HONDURAS.— Cuando numerosas comunidades ya enfrentan los efectos de la sequía, las altas temperaturas y la disminución del agua disponible, el especialista en hidrología y cambio climático Wilmer Reyes advierte que el escenario podría deteriorarse todavía más durante los próximos meses.
“Lo peor todavía está por venir. El Niño está intensificándose”, señaló Reyes al analizar la evolución del fenómeno y sus posibles consecuencias.
De acuerdo con el experto, los picos podrían presentarse entre noviembre y diciembre, pero eso no significaría que sus efectos terminarán con el año. Incluso después de que disminuyan las temperaturas, las consecuencias acumuladas podrían extenderse hasta abril.
La advertencia adquiere especial relevancia en momentos en que diferentes zonas productivas ya reportan problemas asociados con la falta de lluvia, mientras comunidades rurales dependen directamente de las condiciones climáticas para producir alimentos y mantener sus actividades agrícolas y ganaderas.
“Podemos encontrarnos con el fenómeno más potente de la historia”
Reyes planteó un escenario todavía más preocupante al referirse a las probabilidades que, según explicó durante la entrevista, existen sobre la intensidad que podría alcanzar el evento.
“Ahorita, al día de hoy, hay un 64% de probabilidad de que será el fenómeno más potente jamás visto desde que nosotros tenemos registros de estos eventos”, afirmó.
Ante esa posibilidad, insistió en que “es de tomarlo de manera seria”, especialmente en un país vulnerable a los extremos climáticos y donde las consecuencias de una sequía prolongada pueden trasladarse rápidamente desde los campos hasta la economía familiar.

El problema, explicó, no sería únicamente soportar meses de temperaturas elevadas. Una reducción prolongada de las precipitaciones puede afectar cosechas, disponibilidad de pastos, producción ganadera, reservas de agua y, finalmente, disponibilidad y precio de los alimentos.
Honduras ya conoce los efectos de El Niño
Reyes recordó que Honduras ha experimentado anteriormente los efectos asociados a anomalías de temperatura en el Pacífico ecuatorial.
El especialista mencionó particularmente 2015 y 2023 como años en los que el país recibió fuertes impactos.
Según explicó, con anomalías cercanas a 1.5 grados en la temperatura del océano Pacífico ecuatorial, Honduras ya ha experimentado consecuencias importantes.
“Con 1.5 es donde nos ha golpeado mucho más a nosotros.
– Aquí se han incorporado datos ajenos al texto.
//! Borrowed views of a single water column.
//!
//! Layers are indexed `0..nk` from the surface down and interfaces
//! `0..=nk`; interface `k` bounds layer `k - 1` above and layer `k` below.
//! Interface positions are measured positive downward from the surface, so
//! a well-formed column has non-decreasing positions.

use std::fmt;

/// Horizontal position of a column on the model grid.
#[derive(Clone, Copy, Debug, PartialEq, Eq, Hash, Default)]
pub struct ColumnId {
    /// Index in the x direction
    pub i: usize,
    /// Index in the y direction
    pub j: usize,
}

impl ColumnId {
    /// Create a column identifier.
    #[inline]
    pub const fn new(i: usize, j: usize) -> Self {
        Self { i, j }
    }
}

impl fmt::Display for ColumnId {
    fn fmt(&self, f: &mut fmt::Formatter<'_>) -> fmt::Result {
        write!(f, "({}, {})", self.i, self.j)
    }
}

/// Interface and layer profiles of one column.
///
/// Only the interface arrays are read from lateral neighbors; the layer
/// thicknesses are needed for the target column.
#[derive(Clone, Copy, Debug)]
pub struct ColumnProfile<'a> {
    /// Interface positions, length nk + 1 [H]
    pub interface_heights: &'a [f64],
    /// Temperature at interfaces, length nk + 1 [degC]
    pub interface_temperature: &'a [f64],
    /// Salinity at interfaces, length nk + 1 [PSU]
    pub interface_salinity: &'a [f64],
    /// Layer thicknesses, length nk [H]
    pub layer_thickness: &'a [f64],
}

impl<'a> ColumnProfile<'a> {
    /// Bundle the column arrays.
    pub fn new(
        interface_heights: &'a [f64],
        interface_temperature: &'a [f64],
        interface_salinity: &'a [f64],
        layer_thickness: &'a [f64],
    ) -> Self {
        Self {
            interface_heights,
            interface_temperature,
            interface_salinity,
            layer_thickness,
        }
    }

    /// Number of layers, taken from the thickness array.
    #[inline]
    pub fn n_layers(&self) -> usize {
        self.layer_thickness.len()
    }

    /// Check that every array agrees with `n_layers`.
    ///
    /// Returns the name and length of the first array that disagrees.
    pub fn check_shape(&self, n_layers: usize) -> Result<(), (&'static str, usize, usize)> {
        let checks = [
            ("interface_heights", self.interface_heights.len(), n_layers + 1),
            (
                "interface_temperature",
                self.interface_temperature.len(),
                n_layers + 1,
            ),
            ("interface_salinity", self.interface_salinity.len(), n_layers + 1),
            ("layer_thickness", self.layer_thickness.len(), n_layers),
        ];
        for (name, actual, expected) in checks {
            if actual != expected {
                return Err((name, expected, actual));
            }
        }
        Ok(())
    }

    /// Same check for a lateral neighbor, which need not carry thicknesses.
    pub fn check_interface_shape(
        &self,
        n_layers: usize,
    ) -> Result<(), (&'static str, usize, usize)> {
        let checks = [
            ("interface_heights", self.interface_heights.len()),
            ("interface_temperature", self.interface_temperature.len()),
            ("interface_salinity", self.interface_salinity.len()),
        ];
        for (name, actual) in checks {
            if actual != n_layers + 1 {
                return Err((name, n_layers + 1, actual));
            }
        }
        Ok(())
    }

    /// Position of the bottom interface.
    #[inline]
    pub fn bottom(&self) -> f64 {
        self.interface_heights[self.interface_heights.len() - 1]
    }
}

/// Whether a sequence of interface positions is non-decreasing downward.
pub fn is_monotonic(positions: &[f64]) -> bool {
    positions.windows(2).all(|w| w[1] >= w[0])
}

/// Layer thicknesses implied by interface positions.
pub fn thickness_from_interfaces(positions: &[f64]) -> Vec<f64> {
    positions.windows(2).map(|w| w[1] - w[0]).collect()
}
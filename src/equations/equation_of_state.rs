//! Equation of state for seawater density and its partial derivatives.
//!
//! The regridder only needs ∂ρ/∂T and ∂ρ/∂S at given temperature, salinity
//! and pressure. That requirement is expressed by the [`DensityDerivatives`]
//! trait so a host model can plug in its own equation of state; two
//! implementations are provided here:
//!
//! - [`EquationOfState`]: UNESCO EOS-80, optionally with the secant bulk
//!   modulus pressure correction
//! - [`LinearEquationOfState`]: ρ = ρ₀(1 − α(T − T₀) + β(S − S₀))
//!
//! # References
//!
//! - UNESCO (1981): Tenth report of the joint panel on oceanographic tables and standards.
//! - Millero & Poisson (1981): International one-atmosphere equation of state of seawater.
//!
//! # Units
//!
//! - Temperature: °C
//! - Salinity: PSU
//! - Pressure: Pa at the trait boundary (dbar inside the UNESCO formulae)
//! - Density: kg/m³

/// Reference density for seawater (kg/m³).
pub const RHO_0: f64 = 1025.0;

/// Gravitational acceleration (m/s²).
pub const G: f64 = 9.81;

/// Pascals per decibar.
const PA_PER_DBAR: f64 = 1.0e4;

/// Source of density partial derivatives.
///
/// Implementations fill `drho_dt[k]` and `drho_ds[k]` for every `k` in the
/// input slices, which all have the same length.
pub trait DensityDerivatives: Send + Sync {
    /// Compute ∂ρ/∂T (kg m⁻³ °C⁻¹) and ∂ρ/∂S (kg m⁻³ PSU⁻¹).
    fn density_derivatives(
        &self,
        temperature: &[f64],
        salinity: &[f64],
        pressure: &[f64],
        drho_dt: &mut [f64],
        drho_ds: &mut [f64],
    );

    /// Human-readable name for logging.
    fn name(&self) -> &'static str;
}

/// Equation of State calculator for seawater.
#[derive(Clone, Debug)]
pub struct EquationOfState {
    /// Reference density (kg/m³)
    pub rho_0: f64,
    /// Include pressure effects (if false, uses surface pressure only)
    pub include_pressure: bool,
    /// Temperature step for the centred derivative (°C)
    pub dt_fd: f64,
    /// Salinity step for the centred derivative (PSU)
    pub ds_fd: f64,
}

impl Default for EquationOfState {
    fn default() -> Self {
        Self::new()
    }
}

impl EquationOfState {
    /// Surface-pressure equation of state with default reference density.
    pub fn new() -> Self {
        Self {
            rho_0: RHO_0,
            include_pressure: false,
            dt_fd: 0.01,
            ds_fd: 0.01,
        }
    }

    /// Create with pressure effects included.
    pub fn with_pressure() -> Self {
        Self {
            include_pressure: true,
            ..Self::new()
        }
    }

    /// Compute seawater density at surface pressure (p = 0).
    ///
    /// # Example
    /// ```
    /// use ocean_column::equations::EquationOfState;
    ///
    /// let eos = EquationOfState::new();
    /// let rho = eos.density_surface(8.0, 34.0);
    /// assert!((rho - 1026.4).abs() < 0.5);
    ///
    /// // Fresh water at 4°C (maximum density)
    /// let rho_fresh = eos.density_surface(4.0, 0.0);
    /// assert!((rho_fresh - 1000.0).abs() < 0.1);
    /// ```
    pub fn density_surface(&self, temperature: f64, salinity: f64) -> f64 {
        let t = temperature;
        // Clamp so the S^1.5 term stays defined under finite differencing
        let s = salinity.max(0.0);

        // Pure water density (Bigg formula)
        let rho_w = 999.842594 + 6.793952e-2 * t - 9.095290e-3 * t.powi(2)
            + 1.001685e-4 * t.powi(3)
            - 1.120083e-6 * t.powi(4)
            + 6.536336e-9 * t.powi(5);

        let a = 8.24493e-1 - 4.0899e-3 * t + 7.6438e-5 * t.powi(2) - 8.2467e-7 * t.powi(3)
            + 5.3875e-9 * t.powi(4);
        let b = -5.72466e-3 + 1.0227e-4 * t - 1.6546e-6 * t.powi(2);
        let c0 = 4.8314e-4;

        rho_w + a * s + b * s.powf(1.5) + c0 * s.powi(2)
    }

    /// Compute seawater density at a pressure given in dbar.
    pub fn density(&self, temperature: f64, salinity: f64, pressure_dbar: f64) -> f64 {
        if !self.include_pressure || pressure_dbar.abs() < 1e-6 {
            return self.density_surface(temperature, salinity);
        }

        let rho_surface = self.density_surface(temperature, salinity);
        let k = self.secant_bulk_modulus(temperature, salinity.max(0.0), pressure_dbar);
        rho_surface / (1.0 - pressure_dbar / k)
    }

    /// Secant bulk modulus K(S, T, p), p in dbar.
    fn secant_bulk_modulus(&self, temperature: f64, salinity: f64, pressure: f64) -> f64 {
        let t = temperature;
        let s = salinity;
        // The UNESCO fit is in bar
        let p = pressure / 10.0;

        let kw = 19652.21 + 148.4206 * t - 2.327105 * t.powi(2) + 1.360477e-2 * t.powi(3)
            - 5.155288e-5 * t.powi(4);

        let k0 = kw
            + s * (54.6746 - 0.603459 * t + 1.09987e-2 * t.powi(2) - 6.1670e-5 * t.powi(3))
            + s.powf(1.5) * (7.944e-2 + 1.6483e-2 * t - 5.3009e-4 * t.powi(2));

        let aw = 3.239908 + 1.43713e-3 * t + 1.16092e-4 * t.powi(2) - 5.77905e-7 * t.powi(3);
        let a =
            aw + s * (2.2838e-3 - 1.0981e-5 * t - 1.6078e-6 * t.powi(2)) + s.powf(1.5) * 1.91075e-4;

        let bw = 8.50935e-5 - 6.12293e-6 * t + 5.2787e-8 * t.powi(2);
        let b = bw + s * (-9.9348e-7 + 2.0816e-8 * t + 9.1697e-10 * t.powi(2));

        // Returned in dbar to match the caller's pressure
        10.0 * (k0 + p * (a + b * p))
    }

    /// ∂ρ/∂T at a point, by centred difference.
    pub fn drho_dt(&self, temperature: f64, salinity: f64, pressure_dbar: f64) -> f64 {
        let h = self.dt_fd;
        (self.density(temperature + h, salinity, pressure_dbar)
            - self.density(temperature - h, salinity, pressure_dbar))
            / (2.0 * h)
    }

    /// ∂ρ/∂S at a point, by centred difference.
    pub fn drho_ds(&self, temperature: f64, salinity: f64, pressure_dbar: f64) -> f64 {
        let h = self.ds_fd;
        (self.density(temperature, salinity + h, pressure_dbar)
            - self.density(temperature, salinity - h, pressure_dbar))
            / (2.0 * h)
    }
}

impl DensityDerivatives for EquationOfState {
    fn density_derivatives(
        &self,
        temperature: &[f64],
        salinity: &[f64],
        pressure: &[f64],
        drho_dt: &mut [f64],
        drho_ds: &mut [f64],
    ) {
        for k in 0..temperature.len() {
            let p = pressure[k] / PA_PER_DBAR;
            drho_dt[k] = self.drho_dt(temperature[k], salinity[k], p);
            drho_ds[k] = self.drho_ds(temperature[k], salinity[k], p);
        }
    }

    fn name(&self) -> &'static str {
        "unesco_eos80"
    }
}

/// Linear equation of state.
///
/// ρ = ρ₀ * (1 - α(T - T₀) + β(S - S₀))
///
/// Derivatives are constant, which makes it the natural choice for tests
/// and idealized configurations.
#[derive(Clone, Debug)]
pub struct LinearEquationOfState {
    /// Reference density (kg/m³)
    pub rho_0: f64,
    /// Reference temperature (°C)
    pub t_0: f64,
    /// Reference salinity (PSU)
    pub s_0: f64,
    /// Thermal expansion coefficient (1/°C)
    pub alpha: f64,
    /// Haline contraction coefficient (1/PSU)
    pub beta: f64,
}

impl Default for LinearEquationOfState {
    fn default() -> Self {
        Self::new()
    }
}

impl LinearEquationOfState {
    /// Reference state T₀ = 8°C, S₀ = 34 PSU.
    pub fn new() -> Self {
        Self {
            rho_0: 1026.0,
            t_0: 8.0,
            s_0: 34.0,
            alpha: 1.7e-4,
            beta: 7.6e-4,
        }
    }

    /// Create with custom reference state and coefficients.
    pub fn with_params(rho_0: f64, t_0: f64, s_0: f64, alpha: f64, beta: f64) -> Self {
        Self {
            rho_0,
            t_0,
            s_0,
            alpha,
            beta,
        }
    }

    /// Compute density using linear approximation.
    pub fn density(&self, temperature: f64, salinity: f64) -> f64 {
        self.rho_0
            * (1.0 - self.alpha * (temperature - self.t_0) + self.beta * (salinity - self.s_0))
    }
}

impl DensityDerivatives for LinearEquationOfState {
    fn density_derivatives(
        &self,
        temperature: &[f64],
        _salinity: &[f64],
        _pressure: &[f64],
        drho_dt: &mut [f64],
        drho_ds: &mut [f64],
    ) {
        let dt = -self.rho_0 * self.alpha;
        let ds = self.rho_0 * self.beta;
        for k in 0..temperature.len() {
            drho_dt[k] = dt;
            drho_ds[k] = ds;
        }
    }

    fn name(&self) -> &'static str {
        "linear"
    }
}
Nos golpeó en 2015, nos golpeó en 2023; ahora imagínese usted una magnitud de esta naturaleza”, advirtió.
Para Reyes, esa experiencia previa debería servir como referencia para dimensionar el riesgo y comenzar a prepararse antes de que el fenómeno alcance sus posibles máximos.
De una sequía a una crisis humana
La preocupación trasciende el comportamiento del clima.
Una sequía prolongada puede convertirse progresivamente en una crisis productiva, alimentaria y humana, particularmente para las poblaciones rurales cuya economía depende directamente de la agricultura y la ganadería.
Menos lluvia significa menor disponibilidad de agua para cultivos y animales. Menos producción puede significar menores ingresos para las familias y, eventualmente, mayor presión sobre los precios de determinados alimentos.
Por eso, cuando se le preguntó si la crisis podría acrecentarse, Reyes respondió sin titubeos:
“Por supuesto, por supuesto”.
La advertencia llega cuando en diferentes regiones de Honduras los efectos de la falta de lluvia ya forman parte de la conversación diaria de agricultores y ganaderos.
Y si las proyecciones descritas por Reyes terminan materializándose, el problema ya no será únicamente cuánto calor puede soportar Honduras, sino cuánto tiempo podrán resistir sus fuentes de agua, sus cultivos, su ganado y las familias que dependen de ellos.
Porque, según la advertencia del especialista, el momento más difícil podría no ser el que Honduras está viviendo ahora: podría estar todavía por llegar.